─── Data

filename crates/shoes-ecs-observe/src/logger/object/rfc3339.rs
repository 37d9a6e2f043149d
use std::fmt;

use time::{OffsetDateTime, format_description::well_known::Rfc3339};
use tracing_subscriber::fmt::{format::Writer, time::FormatTime};

/// RFC3339 timestamp formatter in UTC.
///
/// Plugin output is collected by the host process, which may run in another timezone,
/// so timestamps always carry an explicit `Z` offset.
#[derive(Debug, Clone, Copy)]
pub struct LoggerRfc3339;

impl FormatTime for LoggerRfc3339 {
    fn format_time(&self, w: &mut Writer<'_>) -> fmt::Result {
        match OffsetDateTime::now_utc().format(&Rfc3339) {
            Ok(ts) => write!(w, "{} ", ts),
            Err(_) => write!(w, "<invalid-time> "),
        }
    }
}
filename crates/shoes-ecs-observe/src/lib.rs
mod logger;
pub use logger::*;
//! Task launch state machine.
//!
//! ```text
//! connect ─► RunTask ─► SUBMITTED ─┬─(no-wait)──────────────► done
//!                                  └─(poll)─► RUNNING ──────► done
//!                                          └► timeout/error/cancel ─► failed
//! ```
//!
//! A failed wait never stops the remote task; its identifier is carried in the error.
use std::time::Duration;

use tokio_util::sync::CancellationToken;
use tracing::{debug, info, instrument, warn};

use shoes_ecs_model::{AppConfig, DEFAULT_MAX_WAIT, TaskArn};

use crate::{
    ecs::{EcsApi, EcsConnector, EcsError, RunTaskInput, RunTaskOutput},
    error::LaunchError,
};

/// Tunables for [`TaskLauncher`].
#[derive(Debug, Clone, Copy, PartialEq, Eq)]
pub struct LaunchOptions {
    /// Ceiling on the wait for the `RUNNING` state.
    pub max_wait: Duration,
}

impl Default for LaunchOptions {
    fn default() -> Self {
        Self {
            max_wait: DEFAULT_MAX_WAIT,
        }
    }
}

/// Launches one ECS task per call. Holds no per-launch state.
#[derive(Debug, Clone)]
pub struct TaskLauncher<C> {
    connector: C,
    options: LaunchOptions,
}

impl<C> TaskLauncher<C>
where
    C: EcsConnector,
{
    pub fn new(connector: C) -> Self {
        Self::with_options(connector, LaunchOptions::default())
    }

    pub fn with_options(connector: C, options: LaunchOptions) -> Self {
        Self { connector, options }
    }

    /// Run `command` as a new task and, unless `no_wait` is set, wait for it to be running.
    ///
    /// Cancelling `cancel` aborts the wait promptly with [`LaunchError::Canceled`];
    /// it has no effect before submission or on the remote task.
    #[instrument(
        level = "debug",
        skip_all,
        fields(cluster = %cfg.cluster(), task_definition = %cfg.task_definition())
    )]
    pub async fn launch(
        &self,
        cfg: &AppConfig,
        command: &str,
        cancel: &CancellationToken,
    ) -> Result<TaskArn, LaunchError> {
        let api = self
            .connector
            .connect(cfg.region())
            .await
            .map_err(|e| LaunchError::Configuration {
                region: cfg.region().to_string(),
                reason: e.to_string(),
            })?;

        debug!(command, "submitting run-task");
        let output = api
            .run_task(&RunTaskInput::new(cfg, command))
            .await
            .map_err(|e| LaunchError::Submit(e.to_string()))?;

        let task_arn = single_task(output)?;
        info!(task_arn = %task_arn, "task submitted");

        if cfg.no_wait().is_enabled() {
            debug!(task_arn = %task_arn, "no-wait set; skipping running-state wait");
            return Ok(task_arn);
        }

        self.wait_running(&api, cfg.cluster(), task_arn, cancel).await
    }

    async fn wait_running<A>(
        &self,
        api: &A,
        cluster: &str,
        task_arn: TaskArn,
        cancel: &CancellationToken,
    ) -> Result<TaskArn, LaunchError>
    where
        A: EcsApi,
    {
        let max_wait = self.options.max_wait;
        let poll = tokio::time::timeout(
            max_wait,
            api.wait_until_running(cluster, &task_arn, max_wait),
        );

        let outcome = tokio::select! {
            biased;
            _ = cancel.cancelled() => {
                warn!(task_arn = %task_arn, "wait canceled by caller; task left as is");
                return Err(LaunchError::Canceled {
                    task_arn: task_arn.clone(),
                });
            }
            res = poll => res,
        };

        match outcome {
            Ok(Ok(())) => {
                info!(task_arn = %task_arn, "task running");
                Ok(task_arn)
            }
            Ok(Err(EcsError::ExceededMaxWait(_))) | Err(_) => {
                warn!(task_arn = %task_arn, ?max_wait, "task not running before deadline");
                Err(LaunchError::Timeout {
                    task_arn,
                    waited: max_wait,
                })
            }
            Ok(Err(e)) => {
                warn!(task_arn = %task_arn, error = %e, "running-state wait failed");
                Err(LaunchError::Wait {
                    task_arn,
                    reason: e.to_string(),
                })
            }
        }
    }
}

/// Exactly one task is requested; anything else is reported, not indexed blindly.
fn single_task(output: RunTaskOutput) -> Result<TaskArn, LaunchError> {
    let RunTaskOutput {
        mut tasks,
        failures,
    } = output;

    match tasks.len() {
        0 => Err(LaunchError::EmptyTaskList { failures }),
        1 => Ok(tasks.remove(0)),
        count => Err(LaunchError::UnexpectedTaskCount { count }),
    }
}

#[cfg(test)]
mod tests {
    use shoes_ecs_model::Flag;

    use super::*;
    use crate::mock::{Call, MockEcs, WaitBehavior};

    fn config(no_wait: Flag) -> AppConfig {
        AppConfig::new("runners", "runner-td:7", "subnet-1", "us-east-1", no_wait).unwrap()
    }

    #[tokio::test(start_paused = true)]
    async fn no_wait_returns_after_submit_without_polling() {
        let ecs = MockEcs::new().with_tasks(["task/abc"]);
        let launcher = TaskLauncher::new(ecs.clone());

        let started = tokio::time::Instant::now();
        let arn = launcher
            .launch(&config(Flag::enabled()), "echo hi", &CancellationToken::new())
            .await
            .unwrap();

        assert_eq!(arn.as_str(), "task/abc");
        assert_eq!(started.elapsed(), Duration::ZERO);
        assert_eq!(ecs.wait_calls(), 0);
    }

    #[tokio::test(start_paused = true)]
    async fn records_connect_run_and_wait_in_order() {
        let ecs = MockEcs::new().with_tasks(["task/abc"]);
        let launcher = TaskLauncher::new(ecs.clone());

        launcher
            .launch(&config(Flag::disabled()), "echo hi", &CancellationToken::new())
            .await
            .unwrap();

        let calls = ecs.calls();
        assert_eq!(calls.len(), 3);
        assert_eq!(
            calls[0],
            Call::Connect {
                region: "us-east-1".into()
            }
        );
        match &calls[1] {
            Call::RunTask(input) => {
                assert_eq!(input.cluster, "runners");
                assert_eq!(input.task_definition, "runner-td:7");
                assert_eq!(input.command, vec!["bash", "-c", "echo hi"]);
            }
            other => panic!("expected RunTask, got {other:?}"),
        }
        assert_eq!(
            calls[2],
            Call::Wait {
                cluster: "runners".into(),
                task: TaskArn::new("task/abc")
            }
        );
    }

    #[tokio::test(start_paused = true)]
    async fn waits_until_running_before_deadline() {
        let ecs = MockEcs::new()
            .with_tasks(["task/slow"])
            .with_wait(WaitBehavior::RunningAfter(Duration::from_secs(90)));
        let launcher = TaskLauncher::new(ecs.clone());

        let started = tokio::time::Instant::now();
        let arn = launcher
            .launch(&config(Flag::disabled()), "true", &CancellationToken::new())
            .await
            .unwrap();

        assert_eq!(arn.as_str(), "task/slow");
        assert_elapsed(started, Duration::from_secs(90));
    }

    #[tokio::test(start_paused = true)]
    async fn never_running_times_out_after_five_minutes() {
        let ecs = MockEcs::new()
            .with_tasks(["task/stuck"])
            .with_wait(WaitBehavior::Never);
        let launcher = TaskLauncher::new(ecs);

        let started = tokio::time::Instant::now();
        let err = launcher
            .launch(&config(Flag::disabled()), "true", &CancellationToken::new())
            .await
            .unwrap_err();

        assert!(
            matches!(&err, LaunchError::Timeout { task_arn, waited }
                if task_arn.as_str() == "task/stuck" && *waited == Duration::from_secs(300)),
            "got {err:?}"
        );
        assert_elapsed(started, Duration::from_secs(300));
    }

    #[tokio::test(start_paused = true)]
    async fn custom_max_wait_is_honored() {
        let ecs = MockEcs::new().with_wait(WaitBehavior::RunningAfter(Duration::from_secs(20)));
        let launcher = TaskLauncher::with_options(
            ecs,
            LaunchOptions {
                max_wait: Duration::from_secs(10),
            },
        );

        let err = launcher
            .launch(&config(Flag::disabled()), "true", &CancellationToken::new())
            .await
            .unwrap_err();
        assert_eq!(err.kind(), "timeout");
    }

    #[tokio::test(start_paused = true)]
    async fn poll_error_is_a_wait_failure() {
        let ecs = MockEcs::new().with_wait(WaitBehavior::Fail(
            "task STOPPED: EssentialContainerExited".into(),
        ));
        let launcher = TaskLauncher::new(ecs);

        let err = launcher
            .launch(&config(Flag::disabled()), "true", &CancellationToken::new())
            .await
            .unwrap_err();

        match err {
            LaunchError::Wait { task_arn, reason } => {
                assert_eq!(task_arn.as_str(), "task/mock-1");
                assert!(reason.contains("EssentialContainerExited"));
            }
            other => panic!("expected Wait, got {other:?}"),
        }
    }

    #[tokio::test(start_paused = true)]
    async fn cancel_aborts_the_wait_promptly() {
        let ecs = MockEcs::new().with_wait(WaitBehavior::Never);
        let launcher = TaskLauncher::new(ecs);
        let cancel = CancellationToken::new();

        let trigger = cancel.clone();
        tokio::spawn(async move {
            tokio::time::sleep(Duration::from_secs(3)).await;
            trigger.cancel();
        });

        let started = tokio::time::Instant::now();
        let err = launcher
            .launch(&config(Flag::disabled()), "true", &cancel)
            .await
            .unwrap_err();

        assert!(matches!(err, LaunchError::Canceled { .. }), "got {err:?}");
        assert_elapsed(started, Duration::from_secs(3));
    }

    #[tokio::test]
    async fn submit_rejection_is_not_retried() {
        let ecs = MockEcs::new().with_run_error("AccessDeniedException: not authorized");
        let launcher = TaskLauncher::new(ecs.clone());

        let err = launcher
            .launch(&config(Flag::disabled()), "true", &CancellationToken::new())
            .await
            .unwrap_err();

        assert!(matches!(&err, LaunchError::Submit(msg) if msg.contains("AccessDenied")));
        let runs = ecs
            .calls()
            .iter()
            .filter(|c| matches!(c, Call::RunTask(_)))
            .count();
        assert_eq!(runs, 1);
        assert_eq!(ecs.wait_calls(), 0);
    }

    #[tokio::test]
    async fn connect_failure_is_a_configuration_error() {
        let ecs = MockEcs::new().with_connect_error("malformed region");
        let launcher = TaskLauncher::new(ecs.clone());

        let err = launcher
            .launch(&config(Flag::disabled()), "true", &CancellationToken::new())
            .await
            .unwrap_err();

        assert!(
            matches!(&err, LaunchError::Configuration { region, .. } if region == "us-east-1"),
            "got {err:?}"
        );
        assert_eq!(ecs.calls().len(), 1);
    }

    #[tokio::test]
    async fn empty_task_list_is_reported_with_failures() {
        let ecs = MockEcs::new().with_run_output(RunTaskOutput {
            tasks: Vec::new(),
            failures: vec!["RESOURCE:FARGATE".into()],
        });
        let launcher = TaskLauncher::new(ecs.clone());

        let err = launcher
            .launch(&config(Flag::disabled()), "true", &CancellationToken::new())
            .await
            .unwrap_err();

        match err {
            LaunchError::EmptyTaskList { failures } => {
                assert_eq!(failures, vec!["RESOURCE:FARGATE".to_string()])
            }
            other => panic!("expected EmptyTaskList, got {other:?}"),
        }
        assert_eq!(ecs.wait_calls(), 0);
    }

    #[tokio::test]
    async fn multiple_tasks_are_rejected() {
        let ecs = MockEcs::new().with_tasks(["task/a", "task/b"]);
        let launcher = TaskLauncher::new(ecs);

        let err = launcher
            .launch(&config(Flag::enabled()), "true", &CancellationToken::new())
            .await
            .unwrap_err();

        assert!(matches!(err, LaunchError::UnexpectedTaskCount { count: 2 }));
    }

    fn assert_elapsed(started: tokio::time::Instant, expected: Duration) {
        let elapsed = started.elapsed();
        assert!(
            elapsed >= expected && elapsed < expected + Duration::from_millis(10),
            "expected ~{expected:?}, got {elapsed:?}"
        );
    }
}
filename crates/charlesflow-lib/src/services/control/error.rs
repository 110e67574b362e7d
// Control API Error Types

use thiserror::Error;

use crate::models::{ConfigError, InvalidPresetError};

/// Errors talking to the Charles control API
#[derive(Error, Debug)]
pub enum ControlError {
    /// Charles (or its proxy port) could not be reached
    #[error("Cannot reach Charles control API ({endpoint}): {message}")]
    Connection { endpoint: String, message: String },

    #[error("Charles control API timed out on {endpoint} after {seconds}s")]
    Timeout { endpoint: String, seconds: u64 },

    /// Non-success HTTP status
    #[error("Charles control API returned HTTP {status} for {endpoint}")]
    Status { endpoint: String, status: u16 },

    #[error("Failed to read response body from {endpoint}: {message}")]
    Body { endpoint: String, message: String },

    #[error("Failed to build HTTP client: {0}")]
    Client(String),

    #[error(transparent)]
    Config(#[from] ConfigError),

    /// Rejected before any request is made
    #[error(transparent)]
    InvalidPreset(#[from] InvalidPresetError),
}

/// Result type for control API calls
pub type ControlResult<T> = Result<T, ControlError>;

impl ControlError {
    pub fn code(&self) -> &'static str {
        match self {
            ControlError::Connection { .. } => "CONTROL_CONNECTION_FAILED",
            ControlError::Timeout { .. } => "CONTROL_TIMEOUT",
            ControlError::Status { .. } => "CONTROL_HTTP_STATUS",
            ControlError::Body { .. } => "CONTROL_BODY_ERROR",
            ControlError::Client(_) => "CONTROL_CLIENT_ERROR",
            ControlError::Config(_) => "CONTROL_INVALID_CONFIG",
            ControlError::InvalidPreset(_) => "CONTROL_INVALID_PRESET",
        }
    }

    /// Transport-level failure (unreachable or timed out)
    pub fn is_transport(&self) -> bool {
        matches!(
            self,
            ControlError::Connection { .. } | ControlError::Timeout { .. }
        )
    }
}

impl From<ControlError> for String {
    fn from(err: ControlError) -> Self {
        err.to_string()
    }
}
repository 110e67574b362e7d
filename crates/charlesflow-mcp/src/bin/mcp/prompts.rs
//! MCP prompts

use charlesflow_lib::models::ThrottlePreset;
use rmcp::{
    model::{GetPromptResult, Prompt, PromptMessage, PromptMessageRole},
    ErrorData as McpError,
};

pub const THROTTLING_HELPER: &str = "throttling_helper";

pub struct PromptRegistry;

impl PromptRegistry {
    pub fn list() -> Vec<Prompt> {
        vec![Prompt::new(
            THROTTLING_HELPER,
            Some("Reference of the network throttling presets accepted by set_throttling"),
            None,
        )]
    }

    pub fn get(name: &str) -> Result<GetPromptResult, McpError> {
        log::debug!("[MCP Prompts] Getting prompt {}", name);
        match name {
            THROTTLING_HELPER => Ok(GetPromptResult {
                description: Some("Network throttling presets".to_string()),
                messages: vec![PromptMessage::new_text(
                    PromptMessageRole::User,
                    Self::throttling_reference(),
                )],
            }),
            _ => Err(McpError::invalid_params(
                format!("Unknown prompt: {}", name),
                None,
            )),
        }
    }

    pub fn throttling_reference() -> String {
        format!(
            r#"Use the set_throttling tool to simulate a slow network in Charles.

Common presets: 3G, 4G, 56+kbps+Modem, 100+Mbps+Fibre, deactivate.
"start" and "on" are shortcuts for 3G; "deactivate" turns throttling off.

All accepted values: {}"#,
            ThrottlePreset::valid_names()
        )
    }
}
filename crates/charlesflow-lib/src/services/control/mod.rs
// Charles Control API
// Client and error types for the proxy's local administrative endpoints

pub mod client;
pub mod error;

#[cfg(test)]
pub(crate) mod mock;

pub use client::{ControlClient, QuitOutcome};
pub use error::{ControlError, ControlResult};
// Filesystem helpers
// Recursive copy, staged directory replacement and write-then-rename
//
// Directory replacement is two-phase: the new tree is fully built in a
// sibling staging directory before the old tree is moved aside, so an
// interruption never leaves the destination empty.

use std::fs;
use std::io;
use std::path::{Path, PathBuf};

/// Sibling path `.<name>.<suffix>` next to `path`
fn sibling(path: &Path, suffix: &str) -> io::Result<PathBuf> {
    let name = path.file_name().ok_or_else(|| {
        io::Error::new(
            io::ErrorKind::InvalidInput,
            format!("path has no file name: {}", path.display()),
        )
    })?;
    let sibling_name = format!(".{}.{}", name.to_string_lossy(), suffix);
    Ok(match path.parent() {
        Some(parent) => parent.join(sibling_name),
        None => PathBuf::from(sibling_name),
    })
}

fn remove_if_exists(path: &Path) -> io::Result<()> {
    match fs::symlink_metadata(path) {
        Ok(meta) if meta.is_dir() => fs::remove_dir_all(path),
        Ok(_) => fs::remove_file(path),
        Err(e) if e.kind() == io::ErrorKind::NotFound => Ok(()),
        Err(e) => Err(e),
    }
}

/// Recursively copy `src` into `dst`, creating `dst`
pub fn copy_dir_recursive(src: &Path, dst: &Path) -> io::Result<()> {
    fs::create_dir_all(dst)?;
    for entry in fs::read_dir(src)? {
        let entry = entry?;
        let file_type = entry.file_type()?;
        let target = dst.join(entry.file_name());
        if file_type.is_dir() {
            copy_dir_recursive(&entry.path(), &target)?;
        } else {
            fs::copy(entry.path(), &target)?;
        }
    }
    Ok(())
}

/// Move an already built directory into place, replacing `dst` wholesale
pub fn swap_dir_into_place(staged: &Path, dst: &Path) -> io::Result<()> {
    let old = sibling(dst, "old")?;
    remove_if_exists(&old)?;

    let had_previous = dst.exists();
    if had_previous {
        fs::rename(dst, &old)?;
    }

    if let Err(e) = fs::rename(staged, dst) {
        if had_previous {
            // put the previous tree back
            let _ = fs::rename(&old, dst);
        }
        return Err(e);
    }

    if had_previous {
        fs::remove_dir_all(&old)?;
    }
    Ok(())
}

/// Replace `dst` with a recursive copy of `src`
pub fn replace_dir(src: &Path, dst: &Path) -> io::Result<()> {
    if let Some(parent) = dst.parent() {
        fs::create_dir_all(parent)?;
    }
    let staging = sibling(dst, "staging")?;
    remove_if_exists(&staging)?;

    if let Err(e) = copy_dir_recursive(src, &staging) {
        let _ = remove_if_exists(&staging);
        return Err(e);
    }
    swap_dir_into_place(&staging, dst)
}

/// Write `contents` to a temporary sibling, then rename over `path`
pub fn write_atomic(path: &Path, contents: &[u8]) -> io::Result<()> {
    if let Some(parent) = path.parent() {
        fs::create_dir_all(parent)?;
    }
    let tmp = sibling(path, "tmp")?;
    fs::write(&tmp, contents)?;
    if let Err(e) = fs::rename(&tmp, path) {
        let _ = fs::remove_file(&tmp);
        return Err(e);
    }
    Ok(())
}

/// Copy a single file through a temporary sibling
pub fn copy_file_atomic(src: &Path, dst: &Path) -> io::Result<()> {
    let contents = fs::read(src)?;
    write_atomic(dst, &contents)
}

/// Delete `path` recursively (if present) and create it again empty
pub fn recreate_dir(path: &Path) -> io::Result<()> {
    remove_if_exists(path)?;
    fs::create_dir_all(path)
}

──────

**Requirement:**
Starting at the first line of the data above, please restate word for word every line up to and including the one that holds "Plugin output is", and add nothing else.

**Solved problem:**
filename crates/shoes-ecs-observe/src/logger/object/rfc3339.rs
repository 37d9a6e2f043149d
use std::fmt;

use time::{OffsetDateTime, format_description::well_known::Rfc3339};
use tracing_subscriber::fmt::{format::Writer, time::FormatTime};

/// RFC3339 timestamp formatter in UTC.
///
/// Plugin output is collected by the host process, which may run in another timezone,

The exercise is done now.